On 19/03/2021 15:19, Arne Schwabe wrote:
> This option allows to pin one or more more peer certificates. It also
> prepares for doing TLS authentication without a CA and just
> self-signed certificates.
> 
> Patch V2: Allow peer-fingerprint to be specified multiple times
>           to allow multiple peers without needing to use inline
>           syntax. (e.g. on command line).
> 
> Signed-off-by: Arne Schwabe <arne@rfc2549.org>
> ---
>  Changes.rst                       |  9 ++++++-
>  doc/man-sections/inline-files.rst |  4 +--
>  doc/man-sections/tls-options.rst  | 22 +++++++++++++++-
>  src/openvpn/init.c                |  1 +
>  src/openvpn/options.c             | 43 ++++++++++++++++++++++++-------
>  src/openvpn/options.h             |  1 +
>  src/openvpn/ssl_common.h          |  1 +
>  src/openvpn/ssl_verify.c          | 19 ++++++++------
>  8 files changed, 78 insertions(+), 22 deletions(-)
> 
> diff --git a/Changes.rst b/Changes.rst
> index d6be1050..ac32de26 100644
> --- a/Changes.rst
> +++ b/Changes.rst
> @@ -22,13 +22,20 @@ Compatibility with OpenSSL in FIPS mode
>  
>  Deprecated features
>  -------------------
> -``inetd`` has been removed
> +``inetd`` has been removed 
>      This was a very limited and not-well-tested way to run OpenVPN, on TCP
>      and TAP mode only.
>  
>  
>  Overview of changes in 2.5
>  ==========================
> +New features in 2.5.1
> +---------------------
> +Certificate pinning/verify peer fingerprint
> +    The ``--peer-fingerprint`` option has been introduced to give users an
> +    easy to use alternative to the ``tls-verify`` for matching the
> +    fingerprint of the peer. The option takes use a number of allowed
> +    SHA256 certificate fingerprints.
>  
>  New features
>  ------------
> diff --git a/doc/man-sections/inline-files.rst b/doc/man-sections/inline-files.rst
> index 303bb3c8..01e4a840 100644
> --- a/doc/man-sections/inline-files.rst
> +++ b/doc/man-sections/inline-files.rst
> @@ -4,8 +4,8 @@ INLINE FILE SUPPORT
>  OpenVPN allows including files in the main configuration for the ``--ca``,
>  ``--cert``, ``--dh``, ``--extra-certs``, ``--key``, ``--pkcs12``,
>  ``--secret``, ``--crl-verify``, ``--http-proxy-user-pass``, ``--tls-auth``,
> -``--auth-gen-token-secret``, ``--tls-crypt``, ``--tls-crypt-v2`` and
> -``--verify-hash`` options.
> +``--auth-gen-token-secret``, ``--peer-fingerprint``, ``--tls-crypt``,
> +``--tls-crypt-v2`` and ``--verify-hash`` options.
>  
>  Each inline file started by the line ``<option>`` and ended by the line
>  ``</option>``
> diff --git a/doc/man-sections/tls-options.rst b/doc/man-sections/tls-options.rst
> index d8f9800e..cfe1ec98 100644
> --- a/doc/man-sections/tls-options.rst
> +++ b/doc/man-sections/tls-options.rst
> @@ -271,7 +271,8 @@ certificates and keys: https://github.com/OpenVPN/easy-rsa
>    man-in-the-middle attack where an authorized client attempts to connect
>    to another client by impersonating the server. The attack is easily
>    prevented by having clients verify the server certificate using any one
> -  of ``--remote-cert-tls``, ``--verify-x509-name``, or ``--tls-verify``.

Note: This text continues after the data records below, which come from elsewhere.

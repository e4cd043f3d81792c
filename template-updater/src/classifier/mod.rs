//! Per-repository template sync classification.
//!
//! Guards are evaluated in a fixed order and the first match wins:
//!
//! 1. archived repositories are skipped
//! 2. repositories without a binding file are skipped
//! 3. repositories whose binding file cannot be read are skipped
//! 4. an ambiguous binding file path aborts the run
//! 5. an open pull request with a recognized title means an update is pending
//! 6. the sync engine decides between up to date and outdated

mod classification;

pub use classification::Classification;

use crate::host::{HostError, RepoHandle, RepositoryHost};
use crate::model::{Project, PullRequestRef, SkipReason, SkippedProject, Status, TemplateBinding};
use crate::runner::{Collaborators, RunnerConfig, RunnerError};
use crate::sync::TemplateSyncEngine;
use crate::urls::authenticated_clone_url;
use crate::vcs::{VersionControl, Workspace};
use tracing::{debug, info, warn};

/// Result of looking up the binding file.
enum BindingLookup {
    Found(TemplateBinding),
    Skip(SkipReason),
}

/// Classifies repositories using the run's collaborators.
pub struct Classifier<'a, H, V, S> {
    collaborators: &'a Collaborators<H, V, S>,
    config: &'a RunnerConfig,
}

impl<'a, H, V, S> Classifier<'a, H, V, S>
where
    H: RepositoryHost,
    V: VersionControl,
    S: TemplateSyncEngine,
{
    /// Creates a classifier.
    pub fn new(collaborators: &'a Collaborators<H, V, S>, config: &'a RunnerConfig) -> Self {
        Self {
            collaborators,
            config,
        }
    }

    /// Classifies one repository.
    ///
    /// Nothing is mutated: at most the repository is cloned into an ephemeral
    /// workspace so the sync engine can compare it against the template.
    ///
    /// # Errors
    ///
    /// Returns [`RunnerError::AmbiguousBindingFile`] if the binding file path
    /// is ambiguous, or any collaborator error past the binding lookup.
    pub async fn classify(&self, repo: &RepoHandle) -> Result<Classification, RunnerError> {
        if repo.archived {
            info!(repo = %repo.name, "Skipped, project archived");
            return Ok(skipped(repo, SkipReason::Archived));
        }

        let binding = match self.read_binding(repo).await? {
            BindingLookup::Found(binding) => binding,
            BindingLookup::Skip(reason) => return Ok(skipped(repo, reason)),
        };

        let settings = self.config.settings();
        let project = Project {
            name: repo.name.clone(),
            url: repo.url.clone(),
            maintainer: binding.maintainer(&settings.maintainer_fields),
            default_branch: repo.default_branch.clone(),
            template_url: binding.template.clone(),
            template_branch: binding
                .template_branch(&settings.default_template_branch)
                .to_string(),
            old_template_commit: binding.commit.clone(),
            status: Status::UpToDate,
        };

        if let Some(pull_request) = self.find_existing_pull_request(repo).await? {
            info!(
                repo = %repo.name,
                url = %pull_request.url,
                "Skipped, project already has an active pull request for a template update"
            );
            return Ok(Classification::ExistingPr(
                project.with_status(Status::ExistingPr { pull_request }),
            ));
        }

        let clone_url = authenticated_clone_url(&repo.clone_url, self.config.token());
        let workspace = Workspace::checkout(&self.collaborators.vcs, &clone_url).await?;

        info!(repo = %repo.name, "Checking");
        let project_dir = workspace.path().join(settings.project_directory());
        let synced = self
            .collaborators
            .sync
            .check(&project_dir, &project.template_branch)
            .await?;

        if synced {
            debug!(repo = %repo.name, "Project is up to date");
            Ok(Classification::UpToDate(project))
        } else {
            debug!(repo = %repo.name, "Project is outdated");
            Ok(Classification::Outdated { project, workspace })
        }
    }

    /// Downloads and parses the binding file.
    async fn read_binding(&self, repo: &RepoHandle) -> Result<BindingLookup, RunnerError> {
        let path = &self.config.settings().binding_file;

        match self.collaborators.host.read_file(repo, path).await {
            Ok(content) => match TemplateBinding::parse(&content) {
                Ok(binding) => Ok(BindingLookup::Found(binding)),
                Err(e) => {
                    warn!(repo = %repo.name, path = %path, error = %e, "Skipped, binding file cannot be parsed");
                    Ok(BindingLookup::Skip(SkipReason::UnreadableBinding))
                }
            },
            Err(HostError::NotFound { .. }) => {
                info!(repo = %repo.name, path = %path, "Skipped, project does not have a binding file");
                Ok(BindingLookup::Skip(SkipReason::MissingBinding))
            }
            Err(HostError::MultipleMatches { count, .. }) => {
                Err(RunnerError::AmbiguousBindingFile {
                    repository: repo.name.clone(),
                    path: path.clone(),
                    count,
                })
            }
            Err(e) => {
                warn!(
                    repo = %repo.name,
                    path = %path,
                    error = %e,
                    "Skipped, failed to retrieve binding file although the project has one"
                );
                Ok(BindingLookup::Skip(SkipReason::UnreadableBinding))
            }
        }
    }

    /// Returns the first open pull request carrying a recognized update title.
    async fn find_existing_pull_request(
        &self,
        repo: &RepoHandle,
    ) -> Result<Option<PullRequestRef>, RunnerError> {
        let settings = self.config.settings();
        let pull_requests = self
            .collaborators
            .host
            .list_open_pull_requests(repo)
            .await?;

        Ok(pull_requests
            .into_iter()
            .find(|pull_request| {
                settings
                    .recognized_pr_titles()
                    .any(|title| title == pull_request.title)
            })
            .map(|pull_request| PullRequestRef {
                url: pull_request.url,
                created_at: pull_request.created_at,
            }))
    }
}

fn skipped(repo: &RepoHandle, reason: SkipReason) -> Classification {
    Classification::Skipped(SkippedProject {
        name: repo.name.clone(),
        url: repo.url.clone(),
        reason,
    })
}
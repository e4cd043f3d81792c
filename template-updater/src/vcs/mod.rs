//! Version control operations on local working copies.

mod error;
mod git;
mod workspace;

pub use error::VcsError;
pub use git::GitCli;
pub use workspace::Workspace;

use async_trait::async_trait;
use std::path::{Path, PathBuf};

/// A cloned working copy on disk.
#[derive(Debug, Clone, PartialEq, Eq)]
pub struct LocalRepo {
    path: PathBuf,
}

impl LocalRepo {
    /// Wraps an existing working copy.
    pub fn new(path: impl Into<PathBuf>) -> Self {
        Self { path: path.into() }
    }

    /// Returns the working directory.
    pub fn path(&self) -> &Path {
        &self.path
    }
}

/// A commit of a commit range.
#[derive(Debug, Clone, PartialEq, Eq)]
pub struct CommitInfo {
    /// Full commit id.
    pub id: String,

    /// Raw commit message.
    pub message: String,
}

/// Trait abstracting version control operations for testability.
#[async_trait]
pub trait VersionControl: Send + Sync {
    /// Clones `url` into the empty directory `target`.
    async fn clone_repository(&self, url: &str, target: &Path) -> Result<LocalRepo, VcsError>;

    /// Creates a branch at the current commit and checks it out.
    async fn create_and_checkout_branch(&self, repo: &LocalRepo, name: &str)
        -> Result<(), VcsError>;

    /// Stages every change in the working tree, including deletions.
    async fn stage_all(&self, repo: &LocalRepo) -> Result<(), VcsError>;

    /// Commits the staged changes.
    async fn commit(&self, repo: &LocalRepo, message: &str) -> Result<(), VcsError>;

    /// Pushes `branch` to `remote` and sets it as upstream.
    async fn push(&self, repo: &LocalRepo, remote: &str, branch: &str) -> Result<(), VcsError>;

    /// Checks out an existing ref.
    async fn checkout(&self, repo: &LocalRepo, reference: &str) -> Result<(), VcsError>;

    /// Resolves a ref to its commit id.
    async fn resolve_ref(&self, repo: &LocalRepo, reference: &str) -> Result<String, VcsError>;

    /// Lists the commits reachable from `to_inclusive` but not from
    /// `from_exclusive`, oldest first.
    async fn commits_in_range(
        &self,
        repo: &LocalRepo,
        from_exclusive: &str,
        to_inclusive: &str,
    ) -> Result<Vec<CommitInfo>, VcsError>;
}
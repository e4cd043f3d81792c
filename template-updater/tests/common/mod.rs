//! In-memory collaborators for driving the runner without a network.
//!
//! Every fake records the calls it receives so tests can assert on what was
//! (and was not) done to each repository.

#![allow(dead_code)]

use async_trait::async_trait;
use chrono::{DateTime, TimeZone, Utc};
use std::collections::HashMap;
use std::path::{Path, PathBuf};
use std::sync::Mutex;
use template_updater::{
    CommitInfo, HostError, LocalRepo, NewPullRequest, OpenPullRequest, PullRequestRef,
    RepoHandle, RepositoryHost, SyncError, TemplateSyncEngine, UpdaterSettings, VcsError,
    VersionControl,
};

pub const ORGANIZATION: &str = "acme";
pub const TOKEN: &str = "test-token";
pub const TEMPLATE_URL: &str = "git@github.com:acme/python-template.git";

/// File the fake clone leaves behind so the fake sync engine knows which
/// repository a working directory belongs to.
const ORIGIN_MARKER: &str = ".fake-origin";

// ---------------------------------------------------------------------------
// Fixtures
// ---------------------------------------------------------------------------

pub fn repo(name: &str) -> RepoHandle {
    RepoHandle {
        owner: ORGANIZATION.to_string(),
        name: name.to_string(),
        url: format!("https://github.com/{ORGANIZATION}/{name}"),
        default_branch: "main".to_string(),
        archived: false,
        clone_url: format!("https://github.com/{ORGANIZATION}/{name}.git"),
    }
}

pub fn archived_repo(name: &str) -> RepoHandle {
    RepoHandle {
        archived: true,
        ..repo(name)
    }
}

pub fn binding(checkout: Option<&str>, maintainer: Option<&str>) -> Vec<u8> {
    let mut context = serde_json::json!({ "project_name": "Example" });
    if let Some(maintainer) = maintainer {
        context["full_name"] = serde_json::Value::from(maintainer);
    }
    serde_json::to_vec(&serde_json::json!({
        "template": TEMPLATE_URL,
        "commit": "old-commit",
        "checkout": checkout,
        "context": { "cookiecutter": context },
        "directory": null,
    }))
    .unwrap()
}

pub fn opened_at(day: u32) -> DateTime<Utc> {
    Utc.with_ymd_and_hms(2024, 1, day, 9, 0, 0).unwrap()
}

pub fn settings() -> UpdaterSettings {
    UpdaterSettings::default()
}

/// Repository name a clone URL points at.
fn repository_name(url: &str) -> String {
    url.trim_end_matches('/')
        .rsplit(['/', ':'])
        .next()
        .unwrap_or_default()
        .trim_end_matches(".git")
        .to_string()
}

// ---------------------------------------------------------------------------
// FakeHost
// ---------------------------------------------------------------------------

/// How the fake host answers a binding file request.
#[derive(Debug, Clone)]
pub enum FakeFile {
    Content(Vec<u8>),
    Transport,
    Ambiguous(usize),
}

#[derive(Debug, Default)]
pub struct FakeHost {
    repositories: Vec<RepoHandle>,
    files: HashMap<String, FakeFile>,
    open_pull_requests: Mutex<HashMap<String, Vec<OpenPullRequest>>>,
    created: Mutex<Vec<(String, NewPullRequest)>>,
    file_reads: Mutex<Vec<(String, String)>>,
}

impl FakeHost {
    pub fn new() -> Self {
        Self::default()
    }

    pub fn with_repository(mut self, repo: RepoHandle, file: Option<FakeFile>) -> Self {
        if let Some(file) = file {
            self.files.insert(repo.name.clone(), file);
        }
        self.repositories.push(repo);
        self
    }

    pub fn with_open_pull_request(
        mut self,
        repo: &str,
        title: &str,
        created_at: DateTime<Utc>,
    ) -> Self {
        let pull_requests = self
            .open_pull_requests
            .get_mut()
            .unwrap()
            .entry(repo.to_string())
            .or_default();
        let number = pull_requests.len() + 1;
        pull_requests.push(OpenPullRequest {
            title: title.to_string(),
            url: format!("https://github.com/{ORGANIZATION}/{repo}/pull/{number}"),
            created_at,
        });
        self
    }

    /// Pull requests opened during the run, with the repository they target.
    pub fn created(&self) -> Vec<(String, NewPullRequest)> {
        self.created.lock().unwrap().clone()
    }

    /// `(repository, path)` of every file read.
    pub fn file_reads(&self) -> Vec<(String, String)> {
        self.file_reads.lock().unwrap().clone()
    }
}

#[async_trait]
impl RepositoryHost for FakeHost {
    async fn list_repositories(&self, organization: &str) -> Result<Vec<RepoHandle>, HostError> {
        assert_eq!(organization, ORGANIZATION);
        Ok(self.repositories.clone())
    }

    async fn read_file(&self, repo: &RepoHandle, path: &str) -> Result<Vec<u8>, HostError> {
        self.file_reads
            .lock()
            .unwrap()
            .push((repo.name.clone(), path.to_string()));

        match self.files.get(&repo.name) {
            Some(FakeFile::Content(content)) => Ok(content.clone()),
            Some(FakeFile::Transport) => Err(HostError::Transport {
                repository: repo.full_name(),
                path: path.to_string(),
                message: "connection reset".to_string(),
            }),
            Some(FakeFile::Ambiguous(count)) => Err(HostError::MultipleMatches {
                repository: repo.full_name(),
                path: path.to_string(),
                count: *count,
            }),
            None => Err(HostError::NotFound {
                repository: repo.full_name(),
                path: path.to_string(),
            }),
        }
    }

    async fn list_open_pull_requests(
        &self,
        repo: &RepoHandle,
    ) -> Result<Vec<OpenPullRequest>, HostError> {
        Ok(self
            .open_pull_requests
            .lock()
            .unwrap()
            .get(&repo.name)
            .cloned()
            .unwrap_or_default())
    }

    async fn create_pull_request(
        &self,
        repo: &RepoHandle,
        pull_request: &NewPullRequest,
    ) -> Result<PullRequestRef, HostError> {
        let mut created = self.created.lock().unwrap();
        created.push((repo.name.clone(), pull_request.clone()));
        let opened = PullRequestRef {
            url: format!("{}/pull/{}", repo.url, 100 + created.len()),
            created_at: opened_at(20),
        };

        // Later runs see the pull request as open.
        self.open_pull_requests
            .lock()
            .unwrap()
            .entry(repo.name.clone())
            .or_default()
            .push(OpenPullRequest {
                title: pull_request.title.clone(),
                url: opened.url.clone(),
                created_at: opened.created_at,
            });
        Ok(opened)
    }
}

// ---------------------------------------------------------------------------
// FakeVcs
// ---------------------------------------------------------------------------

/// A recorded version control call. Working copies are identified by the
/// name of the repository they were cloned from.
#[derive(Debug, Clone, PartialEq, Eq)]
pub enum VcsCall {
    Clone { url: String },
    CreateBranch { repo: String, name: String },
    StageAll { repo: String },
    Commit { repo: String, message: String },
    Push { repo: String, remote: String, branch: String },
    Checkout { repo: String, reference: String },
    ResolveRef { repo: String, reference: String },
    CommitsInRange { repo: String, from: String, to: String },
}

#[derive(Debug, Default)]
pub struct FakeVcs {
    template_commits: Vec<String>,
    fail_push: bool,
    calls: Mutex<Vec<VcsCall>>,
    clone_targets: Mutex<Vec<PathBuf>>,
}

impl FakeVcs {
    pub fn new() -> Self {
        Self::default()
    }

    /// Messages returned for every template commit range, oldest first.
    pub fn with_template_commits(mut self, messages: &[&str]) -> Self {
        self.template_commits = messages.iter().map(|m| (*m).to_string()).collect();
        self
    }

    pub fn failing_push(mut self) -> Self {
        self.fail_push = true;
        self
    }

    pub fn calls(&self) -> Vec<VcsCall> {
        self.calls.lock().unwrap().clone()
    }

    /// Calls made against working copies of `repo`.
    pub fn calls_for(&self, repo: &str) -> Vec<VcsCall> {
        self.calls()
            .into_iter()
            .filter(|call| match call {
                VcsCall::Clone { url } => repository_name(url) == repo,
                VcsCall::CreateBranch { repo: r, .. }
                | VcsCall::StageAll { repo: r }
                | VcsCall::Commit { repo: r, .. }
                | VcsCall::Push { repo: r, .. }
                | VcsCall::Checkout { repo: r, .. }
                | VcsCall::ResolveRef { repo: r, .. }
                | VcsCall::CommitsInRange { repo: r, .. } => r == repo,
            })
            .collect()
    }

    pub fn clone_targets(&self) -> Vec<PathBuf> {
        self.clone_targets.lock().unwrap().clone()
    }

    fn record(&self, call: VcsCall) {
        self.calls.lock().unwrap().push(call);
    }
}

fn origin_of(repo: &LocalRepo) -> String {
    origin_of_dir(repo.path())
}

/// Finds the clone a directory belongs to by looking for the marker in it
/// and its ancestors.
fn origin_of_dir(dir: &Path) -> String {
    dir.ancestors()
        .find_map(|dir| std::fs::read_to_string(dir.join(ORIGIN_MARKER)).ok())
        .map(|url| repository_name(&url))
        .unwrap_or_default()
}

#[async_trait]
impl VersionControl for FakeVcs {
    async fn clone_repository(&self, url: &str, target: &Path) -> Result<LocalRepo, VcsError> {
        std::fs::write(target.join(ORIGIN_MARKER), url)?;
        self.clone_targets.lock().unwrap().push(target.to_path_buf());
        self.record(VcsCall::Clone {
            url: url.to_string(),
        });
        Ok(LocalRepo::new(target))
    }

    async fn create_and_checkout_branch(
        &self,
        repo: &LocalRepo,
        name: &str,
    ) -> Result<(), VcsError> {
        self.record(VcsCall::CreateBranch {
            repo: origin_of(repo),
            name: name.to_string(),
        });
        Ok(())
    }

    async fn stage_all(&self, repo: &LocalRepo) -> Result<(), VcsError> {
        self.record(VcsCall::StageAll {
            repo: origin_of(repo),
        });
        Ok(())
    }

    async fn commit(&self, repo: &LocalRepo, message: &str) -> Result<(), VcsError> {
        self.record(VcsCall::Commit {
            repo: origin_of(repo),
            message: message.to_string(),
        });
        Ok(())
    }

    async fn push(&self, repo: &LocalRepo, remote: &str, branch: &str) -> Result<(), VcsError> {
        self.record(VcsCall::Push {
            repo: origin_of(repo),
            remote: remote.to_string(),
            branch: branch.to_string(),
        });
        if self.fail_push {
            return Err(VcsError::CommandFailed {
                args: format!("push --set-upstream {remote} {branch}"),
                stderr: "remote rejected".to_string(),
            });
        }
        Ok(())
    }

    async fn checkout(&self, repo: &LocalRepo, reference: &str) -> Result<(), VcsError> {
        self.record(VcsCall::Checkout {
            repo: origin_of(repo),
            reference: reference.to_string(),
        });
        Ok(())
    }

    async fn resolve_ref(&self, repo: &LocalRepo, reference: &str) -> Result<String, VcsError> {
        self.record(VcsCall::ResolveRef {
            repo: origin_of(repo),
            reference: reference.to_string(),
        });
        Ok("new-commit".to_string())
    }

    async fn commits_in_range(
        &self,
        repo: &LocalRepo,
        from_exclusive: &str,
        to_inclusive: &str,
    ) -> Result<Vec<CommitInfo>, VcsError> {
        self.record(VcsCall::CommitsInRange {
            repo: origin_of(repo),
            from: from_exclusive.to_string(),
            to: to_inclusive.to_string(),
        });
        Ok(self
            .template_commits
            .iter()
            .enumerate()
            .map(|(index, message)| CommitInfo {
                id: format!("commit-{index}"),
                message: message.clone(),
            })
            .collect())
    }
}

// ---------------------------------------------------------------------------
// FakeSync
// ---------------------------------------------------------------------------

#[derive(Debug, Clone, PartialEq, Eq)]
pub enum SyncCall {
    Check { repo: String, template_ref: String },
    Apply { repo: String, template_ref: String },
}

/// Sync engine reporting every repository as up to date unless listed as
/// outdated.
#[derive(Debug, Default)]
pub struct FakeSync {
    outdated: Vec<String>,
    calls: Mutex<Vec<SyncCall>>,
    working_dirs: Mutex<Vec<PathBuf>>,
}

impl FakeSync {
    pub fn new() -> Self {
        Self::default()
    }

    pub fn with_outdated(mut self, repo: &str) -> Self {
        self.outdated.push(repo.to_string());
        self
    }

    pub fn calls(&self) -> Vec<SyncCall> {
        self.calls.lock().unwrap().clone()
    }

    /// Directories `check` and `apply` ran in, in call order.
    pub fn working_dirs(&self) -> Vec<PathBuf> {
        self.working_dirs.lock().unwrap().clone()
    }
}

#[async_trait]
impl TemplateSyncEngine for FakeSync {
    async fn check(&self, working_dir: &Path, template_ref: &str) -> Result<bool, SyncError> {
        self.working_dirs
            .lock()
            .unwrap()
            .push(working_dir.to_path_buf());
        let repo = origin_of_dir(working_dir);
        let synced = !self.outdated.contains(&repo);
        self.calls.lock().unwrap().push(SyncCall::Check {
            repo,
            template_ref: template_ref.to_string(),
        });
        Ok(synced)
    }

    async fn apply(&self, working_dir: &Path, template_ref: &str) -> Result<(), SyncError> {
        self.working_dirs
            .lock()
            .unwrap()
            .push(working_dir.to_path_buf());
        self.calls.lock().unwrap().push(SyncCall::Apply {
            repo: origin_of_dir(working_dir),
            template_ref: template_ref.to_string(),
        });
        Ok(())
    }
}
//! Orchestrates template sync runs over an organization.

mod config;
mod error;

pub use config::RunnerConfig;
pub use error::RunnerError;

use crate::classifier::{Classification, Classifier};
use crate::host::{GitHubHost, RepoHandle, RepositoryHost};
use crate::model::Status;
use crate::pull_requests::create_update_pr;
use crate::summary::{ProcessingResult, RunSummary};
use crate::sync::{CruftCli, TemplateSyncEngine};
use crate::templates::TemplateRenderer;
use crate::vcs::{GitCli, VersionControl};
use tracing::{error, info, info_span, Instrument};

/// The external systems a run talks to.
#[derive(Debug)]
pub struct Collaborators<H, V, S> {
    /// Repository hosting service.
    pub host: H,
    /// Version control for local working copies.
    pub vcs: V,
    /// Template sync tool.
    pub sync: S,
}

/// Orchestrates a full classification and update run.
pub struct Runner<H, V, S> {
    config: RunnerConfig,
    collaborators: Collaborators<H, V, S>,
    renderer: TemplateRenderer,
}

impl Runner<GitHubHost, GitCli, CruftCli> {
    /// Builds a runner talking to GitHub, git and cruft.
    ///
    /// # Errors
    ///
    /// Returns [`RunnerError::Host`] if the GitHub client cannot be built.
    pub fn new(config: RunnerConfig) -> Result<Self, RunnerError> {
        let host = GitHubHost::new(config.token())?;
        let vcs = GitCli::new(config.settings().commit_author.clone());
        Ok(Self::with_collaborators(config, host, vcs, CruftCli::default()))
    }
}

impl<H, V, S> Runner<H, V, S>
where
    H: RepositoryHost,
    V: VersionControl,
    S: TemplateSyncEngine,
{
    /// Builds a runner from explicit collaborators.
    pub fn with_collaborators(config: RunnerConfig, host: H, vcs: V, sync: S) -> Self {
        Self {
            config,
            collaborators: Collaborators { host, vcs, sync },
            renderer: TemplateRenderer::new(),
        }
    }

    /// Returns the run configuration.
    pub fn config(&self) -> &RunnerConfig {
        &self.config
    }

    /// Returns the repository host.
    pub fn host(&self) -> &H {
        &self.collaborators.host
    }

    /// Returns the version control collaborator.
    pub fn vcs(&self) -> &V {
        &self.collaborators.vcs
    }

    /// Returns the template sync engine.
    pub fn sync(&self) -> &S {
        &self.collaborators.sync
    }

    /// Executes the full run.
    ///
    /// Repositories are processed one at a time, in the order the host
    /// returns them.
    ///
    /// # Errors
    ///
    /// Returns an error if the repositories cannot be listed, or the first
    /// error raised while processing a repository. Results gathered before
    /// the failure are discarded.
    pub async fn run(&self) -> Result<RunSummary, RunnerError> {
        let organization = self.config.organization();
        info!(organization = %organization, "Listing repositories");

        let repositories = self
            .collaborators
            .host
            .list_repositories(organization)
            .await?;
        info!(count = repositories.len(), "Found repositories");

        let mut summary = RunSummary::new();
        for repo in &repositories {
            let span = info_span!("repository", repo = %repo.full_name());
            let result = self
                .process_repository(repo)
                .instrument(span)
                .await
                .map_err(|e| {
                    error!(repo = %repo.full_name(), error = %e, "Aborting run");
                    RunnerError::Repository {
                        repository: repo.full_name(),
                        source: Box::new(e),
                    }
                })?;
            summary.record_result(result);
        }

        info!(
            projects = summary.total_projects(),
            outdated = summary.outdated_projects(),
            skipped = summary.skipped_projects.len(),
            "Run complete"
        );
        Ok(summary)
    }

    /// Classifies a repository and opens an update pull request if it is outdated.
    async fn process_repository(&self, repo: &RepoHandle) -> Result<ProcessingResult, RunnerError> {
        let classifier = Classifier::new(&self.collaborators, &self.config);

        let result = match classifier.classify(repo).await? {
            Classification::Skipped(skipped) => ProcessingResult::Skipped(skipped),
            Classification::ExistingPr(project) | Classification::UpToDate(project) => {
                ProcessingResult::Project(project)
            }
            Classification::Outdated { project, workspace } => {
                let pull_request = create_update_pr(
                    &self.collaborators,
                    &self.config,
                    &self.renderer,
                    repo,
                    &project,
                    &workspace,
                )
                .await?;
                ProcessingResult::Project(
                    project.with_status(Status::UpdatedThisRun { pull_request }),
                )
            }
        };

        Ok(result)
    }
}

> +  of ``--remote-cert-tls``, ``--verify-x509-name``, ``--peer-fingerprint``
> +  or ``--tls-verify``.
>  
>  --tls-auth args
>    Add an additional layer of HMAC authentication on top of the TLS control
> @@ -592,6 +593,25 @@ certificates and keys: https://github.com/OpenVPN/easy-rsa
>  
>  If the option is inlined, ``algo`` is always :code:`SHA256`.
>  
> +--peer-fingerprint args
> +   Specify a SHA256 fingerprint or list of SHA256 fingerprints to verify
> +   the peer certificate against. The peer certificate must match one of the
> +   fingerprint or certificate verification will fail. The option can also
> +   be inlined
> +
> +  Valid syntax:
> +  ::
> +
> +    peer-fingerprint AD:B0:95:D8:09:...
> +
> +  or inline:
> +  ::
> +
> +    <peer-fingerprint>
> +    00:11:22:33:44:55:66:77:88:99:aa:bb:cc:dd:ee:ff:00:11:22:33:44:55:66:77:88:99:aa:bb:cc:dd:ee:ff
> +    11:22:33:44:55:66:77:88:99:aa:bb:cc:dd:ee:ff:00:11:22:33:44:55:66:77:88:99:aa:bb:cc:dd:ee:ff:00
> +    </peer-fingerprint>
> +
>  --verify-x509-name args
>    Accept connections only if a host's X.509 name is equal to **name.** The
>    remote host must also pass all other tests of verification.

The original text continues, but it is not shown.